- _PROBLEM TO WORK ON_
Write out again only the lines running from the one that contains "Some(MediaKind::Video)" to the end of the records below, including both the first and the last.

Dataset excerpts

───

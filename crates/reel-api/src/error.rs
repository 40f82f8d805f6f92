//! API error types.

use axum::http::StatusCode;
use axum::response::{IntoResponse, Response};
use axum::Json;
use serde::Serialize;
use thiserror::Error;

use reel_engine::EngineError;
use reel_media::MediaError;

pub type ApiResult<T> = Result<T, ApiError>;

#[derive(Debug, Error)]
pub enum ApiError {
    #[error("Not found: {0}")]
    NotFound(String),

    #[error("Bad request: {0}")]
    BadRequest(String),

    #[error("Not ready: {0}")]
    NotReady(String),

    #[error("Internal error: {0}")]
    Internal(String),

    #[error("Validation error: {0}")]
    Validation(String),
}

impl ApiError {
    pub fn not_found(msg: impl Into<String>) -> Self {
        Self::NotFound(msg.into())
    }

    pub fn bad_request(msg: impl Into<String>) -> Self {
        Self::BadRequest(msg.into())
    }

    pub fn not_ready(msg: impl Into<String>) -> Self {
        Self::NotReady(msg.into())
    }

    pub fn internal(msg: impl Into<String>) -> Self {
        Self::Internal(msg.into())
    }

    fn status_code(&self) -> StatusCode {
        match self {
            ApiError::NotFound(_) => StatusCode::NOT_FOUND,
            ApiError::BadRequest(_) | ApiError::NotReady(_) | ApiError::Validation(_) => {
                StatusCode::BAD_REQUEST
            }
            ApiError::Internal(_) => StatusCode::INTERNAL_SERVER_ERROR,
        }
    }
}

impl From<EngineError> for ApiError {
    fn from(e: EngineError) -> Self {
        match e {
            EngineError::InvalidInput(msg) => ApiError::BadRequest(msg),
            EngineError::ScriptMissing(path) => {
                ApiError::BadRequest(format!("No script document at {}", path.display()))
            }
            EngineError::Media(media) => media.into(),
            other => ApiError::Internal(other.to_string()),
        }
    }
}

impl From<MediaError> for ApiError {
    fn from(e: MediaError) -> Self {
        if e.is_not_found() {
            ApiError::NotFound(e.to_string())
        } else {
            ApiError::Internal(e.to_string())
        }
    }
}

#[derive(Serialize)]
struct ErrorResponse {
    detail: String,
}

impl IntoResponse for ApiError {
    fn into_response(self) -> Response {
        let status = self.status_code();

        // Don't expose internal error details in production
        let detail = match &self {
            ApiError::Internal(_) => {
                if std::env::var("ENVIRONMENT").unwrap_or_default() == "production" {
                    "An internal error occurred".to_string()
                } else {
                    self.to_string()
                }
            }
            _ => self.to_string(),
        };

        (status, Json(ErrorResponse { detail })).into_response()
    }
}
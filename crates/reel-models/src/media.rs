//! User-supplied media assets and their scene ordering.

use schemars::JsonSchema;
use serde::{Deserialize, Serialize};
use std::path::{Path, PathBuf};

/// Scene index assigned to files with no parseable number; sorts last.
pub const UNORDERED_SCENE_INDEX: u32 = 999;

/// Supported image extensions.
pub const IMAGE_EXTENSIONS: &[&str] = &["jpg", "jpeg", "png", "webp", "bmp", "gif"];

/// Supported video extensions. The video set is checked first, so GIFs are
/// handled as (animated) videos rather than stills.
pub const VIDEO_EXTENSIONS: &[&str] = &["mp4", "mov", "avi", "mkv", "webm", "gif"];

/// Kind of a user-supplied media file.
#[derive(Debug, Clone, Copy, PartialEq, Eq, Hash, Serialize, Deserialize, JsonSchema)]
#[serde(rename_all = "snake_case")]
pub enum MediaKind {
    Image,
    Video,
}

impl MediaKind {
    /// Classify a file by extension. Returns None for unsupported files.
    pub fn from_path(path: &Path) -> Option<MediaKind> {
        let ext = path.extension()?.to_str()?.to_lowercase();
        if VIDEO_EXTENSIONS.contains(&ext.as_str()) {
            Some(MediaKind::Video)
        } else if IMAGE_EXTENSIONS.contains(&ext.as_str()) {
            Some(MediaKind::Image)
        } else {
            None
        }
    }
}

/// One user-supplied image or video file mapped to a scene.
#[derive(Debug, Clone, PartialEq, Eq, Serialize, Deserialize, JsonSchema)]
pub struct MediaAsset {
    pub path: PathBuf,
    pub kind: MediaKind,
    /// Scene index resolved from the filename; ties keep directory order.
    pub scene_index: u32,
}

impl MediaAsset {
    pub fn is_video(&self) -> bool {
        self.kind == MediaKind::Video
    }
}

───

- _SOLUTION FOR THIS PROBLEM_
            Some(MediaKind::Video)
        } else if IMAGE_EXTENSIONS.contains(&ext.as_str()) {
            Some(MediaKind::Image)
        } else {
            None
        }
    }
}

/// One user-supplied image or video file mapped to a scene.
#[derive(Debug, Clone, PartialEq, Eq, Serialize, Deserialize, JsonSchema)]
pub struct MediaAsset {
    pub path: PathBuf,
    pub kind: MediaKind,
    /// Scene index resolved from the filename; ties keep directory order.
    pub scene_index: u32,
}

impl MediaAsset {
    pub fn is_video(&self) -> bool {
        self.kind == MediaKind::Video
    }
}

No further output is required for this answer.